Gelişmelerine rağmen, Herrigel 60 m’deki nişan tahtasını hedeflemeyi çok nadiren başarabiliyordu. Üstadın yanında bu zayıflığından çok endişe duyuyordu. Üstat özet olarak nişan almak amaç değil, her atışta buna ulaşsanız bile, bu bir sirk artistinin virtüözlüğünün benzeri olacaktır derdi. Büyük Doktrin, etkililiğinin birinci kaygısında tamamen şeytanca bir şey görür. Hiçbir teknik araç, amaca ulaşmaya izin vermez. Aksi takdirde nişan tahtası kötü bir kâğıt parçasından başka bir şey olmayacak ve amaç Buddha olmayacaktır. Amaçsız amaca atış, iç ahengin ve ritmin uyanması üstüne, varlıklara ve nesnelere dayanır. Okçu hedefine, dıştan hedeflemeden ulaşır.

– Bu durumda, diye cevap verir Herrigel, gözleriniz kapalı olarak amaca ulaşabilmelisiniz.

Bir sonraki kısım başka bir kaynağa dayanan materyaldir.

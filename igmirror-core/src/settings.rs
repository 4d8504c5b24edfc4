//! Per-provider settings singletons.
//!
//! Each provider has at most one row in `provider_settings`, keyed by the
//! provider name. Settings are read fresh on every use so that operators can
//! rotate credentials without restarting anything. A missing row reads as the
//! provider's default (blank) settings.

use async_trait::async_trait;
use serde::de::DeserializeOwned;
use serde::{Deserialize, Serialize};
use serde_json::{Map, Value};
use sqlx::PgPool;
use std::fmt;
use std::str::FromStr;

use crate::error::MirrorError;

#[derive(Debug, Clone, Copy, PartialEq, Eq, Hash, Serialize, Deserialize)]
pub enum Provider {
    #[serde(rename = "core_api")]
    CoreApi,
    #[serde(rename = "openai")]
    OpenAi,
    #[serde(rename = "firebase_admin")]
    FirebaseAdmin,
}

impl Provider {
    pub fn as_str(&self) -> &'static str {
        match self {
            Provider::CoreApi => "core_api",
            Provider::OpenAi => "openai",
            Provider::FirebaseAdmin => "firebase_admin",
        }
    }
}

impl fmt::Display for Provider {
    fn fmt(&self, f: &mut fmt::Formatter<'_>) -> fmt::Result {
        f.write_str(self.as_str())
    }
}

impl FromStr for Provider {
    type Err = String;

    fn from_str(s: &str) -> Result<Self, Self::Err> {
        match s {
            "core_api" => Ok(Provider::CoreApi),
            "openai" => Ok(Provider::OpenAi),
            "firebase_admin" => Ok(Provider::FirebaseAdmin),
            other => Err(format!("unknown provider: {other}")),
        }
    }
}

/// Typed view of one provider's settings row.
pub trait ProviderSettings: Serialize + DeserializeOwned + Default + Send + Sync {
    const PROVIDER: Provider;

    /// All required secrets are present and non-blank.
    fn is_configured(&self) -> bool;

    /// JSON form safe to show to operators.
    fn masked(&self) -> Value;
}

#[derive(Debug, Clone, Default, Serialize, Deserialize, PartialEq)]
#[serde(default)]
pub struct CoreApiSettings {
    pub api_url: String,
    pub api_token: String,
}

impl ProviderSettings for CoreApiSettings {
    const PROVIDER: Provider = Provider::CoreApi;

    fn is_configured(&self) -> bool {
        !self.api_url.trim().is_empty() && !self.api_token.trim().is_empty()
    }

    fn masked(&self) -> Value {
        serde_json::json!({
            "api_url": self.api_url,
            "api_token": mask_secret(&self.api_token),
        })
    }
}

#[derive(Debug, Clone, Default, Serialize, Deserialize, PartialEq)]
#[serde(default)]
pub struct OpenAiSettings {
    pub api_key: String,
    pub model_name: String,
}

impl ProviderSettings for OpenAiSettings {
    const PROVIDER: Provider = Provider::OpenAi;

    fn is_configured(&self) -> bool {
        !self.api_key.trim().is_empty()
    }

    fn masked(&self) -> Value {
        serde_json::json!({
            "api_key": mask_secret(&self.api_key),
            "model_name": self.model_name,
        })
    }
}

#[derive(Debug, Clone, Default, Serialize, Deserialize, PartialEq)]
#[serde(default)]
pub struct FirebaseAdminSettings {
    /// Full service-account JSON document as pasted by the operator.
    pub service_account_json: String,
}

impl ProviderSettings for FirebaseAdminSettings {
    const PROVIDER: Provider = Provider::FirebaseAdmin;

    fn is_configured(&self) -> bool {
        !self.service_account_json.trim().is_empty()
    }

    fn masked(&self) -> Value {
        let configured = self.is_configured();
        serde_json::json!({
            "service_account_json": if configured { "***" } else { "" },
        })
    }
}

/// Keep the last four characters of a secret so operators can tell keys apart.
pub fn mask_secret(secret: &str) -> String {
    let chars: Vec<char> = secret.chars().collect();
    if chars.is_empty() {
        return String::new();
    }
    if chars.len() <= 4 {
        return "****".to_string();
    }
    let tail: String = chars[chars.len() - 4..].iter().collect();
    format!("****{tail}")
}

/// Raw storage for provider settings rows.
#[async_trait]
pub trait SettingsStore: Send + Sync {
    async fn load_raw(&self, provider: Provider) -> Result<Option<Value>, MirrorError>;

    async fn save_raw(&self, provider: Provider, config: &Value) -> Result<(), MirrorError>;
}

/// Read the singleton for `T`, defaulting when the row does not exist yet.
pub async fn load<T: ProviderSettings>(store: &dyn SettingsStore) -> Result<T, MirrorError> {
    match store.load_raw(T::PROVIDER).await? {
        Some(raw) => Ok(serde_json::from_value(raw)?),
        None => Ok(T::default()),
    }
}

pub async fn save<T: ProviderSettings>(
    store: &dyn SettingsStore,
    settings: &T,
) -> Result<(), MirrorError> {
    let raw = serde_json::to_value(settings)?;
    store.save_raw(T::PROVIDER, &raw).await
}

/// Overlay the keys of `patch` on the stored settings for `T` and save the
/// result. Keys the patch leaves out keep their stored value.
pub async fn merge<T: ProviderSettings>(
    store: &dyn SettingsStore,
    patch: &Map<String, Value>,
) -> Result<T, MirrorError> {
    let mut merged = match store.load_raw(T::PROVIDER).await? {
        Some(Value::Object(current)) => current,
        _ => Map::new(),
    };
    for (key, value) in patch {
        merged.insert(key.clone(), value.clone());
    }
    let settings: T = serde_json::from_value(Value::Object(merged))?;
    save(store, &settings).await?;
    Ok(settings)
}

// ============================================================================
// PostgreSQL store
// ============================================================================

#[derive(Clone)]
pub struct PgSettingsStore {
    pool: PgPool,
}

impl PgSettingsStore {
    pub fn new(pool: PgPool) -> Self {
        Self { pool }
    }
}

#[async_trait]
impl SettingsStore for PgSettingsStore {
    async fn load_raw(&self, provider: Provider) -> Result<Option<Value>, MirrorError> {
        let row: Option<(Value,)> =
            sqlx::query_as("SELECT config FROM provider_settings WHERE provider = $1")
                .bind(provider.as_str())
                .fetch_optional(&self.pool)
                .await?;
        Ok(row.map(|r| r.0))
    }

    async fn save_raw(&self, provider: Provider, config: &Value) -> Result<(), MirrorError> {
        sqlx::query(
            r#"
            INSERT INTO provider_settings (provider, config)
            VALUES ($1, $2)
            ON CONFLICT (provider)
            DO UPDATE SET config = EXCLUDED.config, updated_at = NOW()
            "#,
        )
        .bind(provider.as_str())
        .bind(config)
        .execute(&self.pool)
        .await?;

        tracing::info!(provider = %provider, "Provider settings updated");
        Ok(())
    }
}
use std::path::Path;
use std::time::Duration;

use chrono::{DateTime, SecondsFormat, Utc};
use libsql::{Connection, Database, TransactionBehavior, params};
use pagewatch_shared::{MonitoredTarget, Observation, PageWatchError, Result, Schedule, TargetId};
use uuid::Uuid;

/// How long a write waits for another process's lock before failing.
const BUSY_TIMEOUT: Duration = Duration::from_secs(5);

/// Primary storage handle wrapping a libSQL database.
pub struct Storage {
    #[allow(dead_code)]
    db: Database,
    conn: Connection,
    readonly: bool,
}

fn storage_err(e: libsql::Error) -> PageWatchError {
    PageWatchError::Storage(e.to_string())
}

/// Fixed-width RFC 3339 timestamp so string order matches time order.
fn timestamp(at: DateTime<Utc>) -> String {
    at.to_rfc3339_opts(SecondsFormat::Micros, true)
}

fn parse_timestamp(s: &str) -> Result<DateTime<Utc>> {
    DateTime::parse_from_rfc3339(s)
        .map(|dt| dt.with_timezone(&Utc))
        .map_err(|e| PageWatchError::Storage(format!("invalid date: {e}")))
}
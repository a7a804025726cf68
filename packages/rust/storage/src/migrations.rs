//! SQL migration definitions for the PageWatch database.
//!
//! Migrations are applied in order on database open. Each migration has a
//! version number and a batch of SQL statements.

/// A database migration with a version and SQL statements.
pub(crate) struct Migration {
    pub version: u32,
    pub description: &'static str,
    pub sql: &'static str,
}

/// All migrations, in ascending version order.
pub(crate) fn all_migrations() -> Vec<Migration> {
    vec![
        Migration {
            version: 1,
            description: "Initial schema: targets, observations",
            sql: r#"
-- Schema version tracking
CREATE TABLE IF NOT EXISTS schema_migrations (
    version   INTEGER PRIMARY KEY,
    applied_at TEXT NOT NULL DEFAULT (datetime('now'))
);

-- Monitored targets
CREATE TABLE IF NOT EXISTS targets (
    id                 TEXT PRIMARY KEY,
    url                TEXT NOT NULL,
    selector           TEXT NOT NULL,
    schedule_json      TEXT NOT NULL,
    active             INTEGER NOT NULL DEFAULT 1,
    custom_instruction TEXT,
    created_at         TEXT NOT NULL
);

-- Observation history, one row per detected content state or failed run
CREATE TABLE IF NOT EXISTS observations (
    id           TEXT PRIMARY KEY,
    target_id    TEXT NOT NULL REFERENCES targets(id) ON DELETE CASCADE,
    content      TEXT NOT NULL,
    content_hash TEXT,
    summary      TEXT,
    created_at   TEXT NOT NULL,
    is_current   INTEGER NOT NULL DEFAULT 1
);

CREATE INDEX IF NOT EXISTS idx_observations_target_time
    ON observations(target_id, created_at);

-- At most one current observation per target
CREATE UNIQUE INDEX IF NOT EXISTS idx_observations_one_current
    ON observations(target_id) WHERE is_current = 1;

INSERT INTO schema_migrations (version) VALUES (1);
"#,
        },
        Migration {
            version: 2,
            description: "Track target activation time",
            sql: r#"
ALTER TABLE targets ADD COLUMN activated_at TEXT;
UPDATE targets SET activated_at = created_at WHERE activated_at IS NULL;

INSERT INTO schema_migrations (version) VALUES (2);
"#,
        },
    ]
}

– Bu akşam gelin, diye sonuçlandırır üstat.

OKU KİM ATTI?

Akşam, üstat Herrigel’e hedef tahtasının önüne örgü iğnesi kadar ince, sivrisinek gibi uzun bir mum koymasını söyler. Sadece sivrisinek mumunun incecik ışığı karanlıkta neredeyse gözükmeyen hedef tahtasını aydınlatıyordu. İlk ok gecenin karanlığında kaybolmak için bu ince ışıktan belirir. Çarpışmanın sesinden nişan tahtasına ulaştığını anladım. İkincisi de hedefe ulaşmıştı. Hedef tahtasının yolunu aydınlattığım zaman büyük şaşkınlıkla ikinci okun karanlıkta nişan tahtasının merkezine ulaşmadan önce birincinin kertiğini bozar ve sapını kopartırken, ikinci okun hedef tahtasının ortasında olduğunu keşfettim, diye anlatır Herrigel. Üstat bir şey atıldı ve amacı yakaladı diye belirtti.